A child sleeps on the floor as cyclone-affected families shelter in a school in western Yangon.

1 of 3more photos   Relief agencies say decomposing corpses litter ditches and fields in the worst-hit Irrawaddy delta area as survivors try to conserve fuel for transporting much-needed supplies.

The international community is growing increasingly frustrated with the junta's lack of progress in granting visas for relief workers and giving clearance for aid flights to land.

They are concerned the lack of medical supplies and clean food and water threatens to increase the already staggering death toll.

Myanmar's military government says more than 22,000 people died when the killer cyclone battered the country's low-lying delta region over the weekend. The top U.S. diplomat in the country has said the toll could top 100,000.

The isolated government has begun allowing more aid agencies into the country Thursday to respond to the dire needs of cyclone victims.

Myanmar Radio and Television (MRTV) announced that shipments from Bangladesh, China, India, Singapore, Italy and Thailand arrived at Yangon's international airport.

The station said the military was using helicopters to deliver medicine, food and generators throughout the Irrawaddy delta, specifically along the areas around Bassein and Pyapon.

But aid workers from the United Nations and other organizations were still concerned that supplies weren't getting into the country fast enough.

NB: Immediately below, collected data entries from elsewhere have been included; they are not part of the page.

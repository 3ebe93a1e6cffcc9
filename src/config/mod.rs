use thiserror::Error;

use crate::grid;

pub const MAGIC: u32 = 0x52505042; // "BPPR"
pub const FRAME_VERSION: u8 = 2;

// Frame header size in bytes
pub const FRAME_HEADER_SIZE: usize = 28;

// Frame flag bits
pub const FLAG_ENCRYPTED: u8 = 0x01;
pub const FLAG_LAST_PAGE: u8 = 0x02;

// Page parameters (A4 at 300 DPI)
pub const DEFAULT_PAGE_WIDTH: u32 = 2480;
pub const DEFAULT_PAGE_HEIGHT: u32 = 3508;
pub const DEFAULT_CELL_SIZE: u32 = 6;
pub const MIN_CELL_SIZE: u32 = 2;

/// White quiet zone kept around the grid on every side, in pixels.
pub const PAGE_MARGIN: u32 = 48;

// Alignment markers: a solid square in each grid corner plus a white separator
pub const MARKER_CELLS: usize = 4;
pub const MARKER_SEPARATOR: usize = 1;
pub const MARKER_FOOTPRINT: usize = MARKER_CELLS + MARKER_SEPARATOR;
pub const MARKER_COUNT: usize = 4;

// Error correction parameters
pub const GF_FIELD_SIZE: usize = 256;
pub const MAX_BLOCK_LEN: usize = GF_FIELD_SIZE - 1;
pub const DEFAULT_BLOCK_LEN: usize = MAX_BLOCK_LEN;
pub const DEFAULT_REDUNDANCY: f64 = 0.15;
pub const DEFAULT_INTERLEAVE_GROUPS: usize = 3;

pub const DEFAULT_MAX_PAGES: usize = 64;

// Sampling parameters
pub const THRESHOLD_WINDOW_CELLS: usize = 3;
pub const LOW_CONFIDENCE: f64 = 0.2;
// Pages with more low-confidence cells than this get a warning
pub const LOW_CONFIDENCE_WARN_RATIO: f64 = 0.05;

// Upper bound on an inflated document, guards against zlib bombs
pub const MAX_INFLATED_SIZE: usize = 1 << 30;

// Written when the pages carry no file name
pub const DEFAULT_OUTPUT_NAME: &str = "bitpaper-output.bin";

// Envelope: 16-byte salt prepended, 16-byte poly1305 tag appended
pub const SALT_SIZE: usize = 16;
pub const AEAD_TAG_SIZE: usize = 16;
pub const ENCRYPTION_OVERHEAD: usize = SALT_SIZE + AEAD_TAG_SIZE;

// Nonce size for XChaCha20-Poly1305
pub const NONCE_SIZE: usize = 24;

// Argon2id parameters
pub const ARGON2_MEM_COST: u32 = 65536; // 64 MiB
pub const ARGON2_TIME_COST: u32 = 3;
pub const ARGON2_PARALLELISM: u32 = 4;
pub const ARGON2_OUTPUT_LEN: usize = 32;

#[derive(Error, Debug, PartialEq)]
pub enum ConfigError {
    #[error("cell size {0} px is below the minimum of {MIN_CELL_SIZE} px")]
    CellTooSmall(u32),
    #[error("block length {0} must be between 3 and {MAX_BLOCK_LEN}")]
    BlockLength(usize),
    #[error("{parity} parity symbols do not leave room for data in a {block_len}-symbol block")]
    ParityLength { parity: usize, block_len: usize },
    #[error("redundancy {0} must be strictly between 0 and 1")]
    Redundancy(f64),
    #[error("interleave group count must be at least 1")]
    NoGroups,
    #[error("max pages must be between 1 and {}", u16::MAX)]
    MaxPages(usize),
    #[error("a {width}x{height} px page cannot hold a single {block_len}-symbol codeword")]
    PageTooSmall {
        width: u32,
        height: u32,
        block_len: usize,
    },
}

/// Runtime configuration for an encode/decode operation.
///
/// Both sides of a transfer must agree on every field: nothing here is stored
/// on the page itself.
#[derive(Debug, Clone)]
pub struct BitpaperConfig {
    pub page_width: u32,
    pub page_height: u32,
    pub cell_size: u32,
    pub block_len: usize,
    pub redundancy: f64,
    pub interleave_groups: usize,
    pub max_pages: usize,
}

impl Default for BitpaperConfig {
    fn default() -> Self {
        Self {
            page_width: DEFAULT_PAGE_WIDTH,
            page_height: DEFAULT_PAGE_HEIGHT,
            cell_size: DEFAULT_CELL_SIZE,
            block_len: DEFAULT_BLOCK_LEN,
            redundancy: DEFAULT_REDUNDANCY,
            interleave_groups: DEFAULT_INTERLEAVE_GROUPS,
            max_pages: DEFAULT_MAX_PAGES,
        }
    }
}

/// Geometry and stream sizes of a single page, derived from a config.
#[derive(Debug, Clone, Copy, PartialEq, Eq)]
pub struct PageLayout {
    pub rows: usize,
    pub cols: usize,
    /// Cells available for data after the corner markers are reserved.
    pub data_cells: usize,
    /// Codeword blocks carried by the page.
    pub blocks: usize,
    /// `blocks * block_len`.
    pub stream_len: usize,
    /// Stream length rounded up to a multiple of the interleave group count.
    pub padded_len: usize,
    /// Payload bytes one page can carry after the frame header.
    pub payload_capacity: usize,
}

impl BitpaperConfig {
    /// Parity symbols per codeword: `block_len * redundancy`, rounded and forced even.
    pub fn parity_len(&self) -> usize {
        let raw = (self.block_len as f64 * self.redundancy).round() as usize;
        let even = raw + raw % 2;
        let max_even = (self.block_len - 1) & !1;
        even.clamp(2, max_even.max(2))
    }

    /// Data symbols per codeword.
    pub fn data_len(&self) -> usize {
        self.block_len - self.parity_len()
    }

    pub fn validate(&self) -> Result<(), ConfigError> {
        if self.cell_size < MIN_CELL_SIZE {
            return Err(ConfigError::CellTooSmall(self.cell_size));
        }
        if !(3..=MAX_BLOCK_LEN).contains(&self.block_len) {
            return Err(ConfigError::BlockLength(self.block_len));
        }
        if !(self.redundancy > 0.0 && self.redundancy < 1.0) {
            return Err(ConfigError::Redundancy(self.redundancy));
        }
        if self.interleave_groups == 0 {
            return Err(ConfigError::NoGroups);
        }
        if self.max_pages == 0 || self.max_pages > u16::MAX as usize {
            return Err(ConfigError::MaxPages(self.max_pages));
        }
        if self.page_layout().blocks == 0 {
            return Err(ConfigError::PageTooSmall {
                width: self.page_width,
                height: self.page_height,
                block_len: self.block_len,
            });
        }
        Ok(())
    }

    /// Compute how many codeword blocks and payload bytes fit on one page.
    pub fn page_layout(&self) -> PageLayout {
        let (rows, cols) = grid::capacity(self.cell_size, self.page_width, self.page_height);
        let data_cells = grid::data_capacity(rows, cols);
        let data_bytes = data_cells / 8;
        let groups = self.interleave_groups.max(1);

        let mut blocks = data_bytes / self.block_len.max(1);
        while blocks > 0 && round_up(blocks * self.block_len, groups) > data_bytes {
            blocks -= 1;
        }

        let stream_len = blocks * self.block_len;
        let payload_capacity = (blocks * self.data_len()).saturating_sub(FRAME_HEADER_SIZE);

        PageLayout {
            rows,
            cols,
            data_cells,
            blocks,
            stream_len,
            padded_len: round_up(stream_len, groups),
            payload_capacity,
        }
    }
}

fn round_up(n: usize, multiple: usize) -> usize {
    n.div_ceil(multiple) * multiple
}
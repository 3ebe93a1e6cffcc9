use crate::grid::CapacityError;

/// The slice of the payload destined for one page.
#[derive(Debug, Clone, PartialEq)]
pub struct Chunk {
    pub index: u16,
    pub data: Vec<u8>,
    pub is_last: bool,
}

/// Number of pages needed for `len` bytes at `capacity` bytes per page.
/// An empty payload still occupies one page.
pub fn pages_needed(len: usize, capacity: usize) -> usize {
    if capacity == 0 {
        return usize::MAX;
    }
    len.div_ceil(capacity).max(1)
}

/// Split a payload into page-sized chunks, refusing to exceed `max_pages`.
pub fn chunk_bytes(data: &[u8], capacity: usize, max_pages: usize) -> Result<Vec<Chunk>, CapacityError> {
    let needed = pages_needed(data.len(), capacity);
    let max = max_pages.min(u16::MAX as usize);
    if needed > max {
        return Err(CapacityError::TooManyPages { needed, max });
    }

    if data.is_empty() {
        return Ok(vec![Chunk {
            index: 0,
            data: Vec::new(),
            is_last: true,
        }]);
    }

    Ok(data
        .chunks(capacity)
        .enumerate()
        .map(|(i, slice)| Chunk {
            index: i as u16,
            data: slice.to_vec(),
            is_last: i == needed - 1,
        })
        .collect())
}

#[cfg(test)]
mod tests {
    use super::*;

    #[test]
    fn test_chunk_bytes_single() {
        let data = vec![1u8; 100];
        let chunks = chunk_bytes(&data, 1024, 8).unwrap();
        assert_eq!(chunks.len(), 1);
        assert_eq!(chunks[0].index, 0);
        assert_eq!(chunks[0].data.len(), 100);
        assert!(chunks[0].is_last);
    }

    #[test]
    fn test_chunk_bytes_multiple() {
        let data = vec![0xABu8; 2500];
        let chunks = chunk_bytes(&data, 1000, 8).unwrap();
        assert_eq!(chunks.len(), 3);
        assert_eq!(chunks[0].data.len(), 1000);
        assert_eq!(chunks[1].data.len(), 1000);
        assert_eq!(chunks[2].data.len(), 500);
        assert!(!chunks[0].is_last);
        assert!(!chunks[1].is_last);
        assert!(chunks[2].is_last);
        assert_eq!(chunks[2].index, 2);
    }

    #[test]
    fn test_chunk_bytes_exact_multiple() {
        let data = vec![0u8; 2048];
        let chunks = chunk_bytes(&data, 1024, 8).unwrap();
        assert_eq!(chunks.len(), 2);
        assert!(chunks[1].is_last);
    }

    #[test]
    fn test_chunk_bytes_empty() {
        let chunks = chunk_bytes(&[], 1024, 1).unwrap();
        assert_eq!(chunks.len(), 1);
        assert!(chunks[0].is_last);
        assert!(chunks[0].data.is_empty());
    }

    #[test]
    fn test_too_many_pages() {
        let data = vec![0u8; 3001];
        assert_eq!(
            chunk_bytes(&data, 1000, 3),
            Err(CapacityError::TooManyPages { needed: 4, max: 3 })
        );
        assert_eq!(pages_needed(3000, 1000), 3);
        assert_eq!(pages_needed(0, 1000), 1);
    }
}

A World Food Programme plane carrying high-energy biscuits landed in Myanmar on Thursday to provide a small dose of assistance amid a mushrooming humanitarian crisis.

"We have gotten valuable cooperation. The first steps have been taken," WFP spokeswoman Bettina Luescher told CNN Thursday morning. "But it's taking too long. It needs to go much quicker.

"We have lots of experience in situations like these. We know how to do this," Luescher said. "We just need the cooperation."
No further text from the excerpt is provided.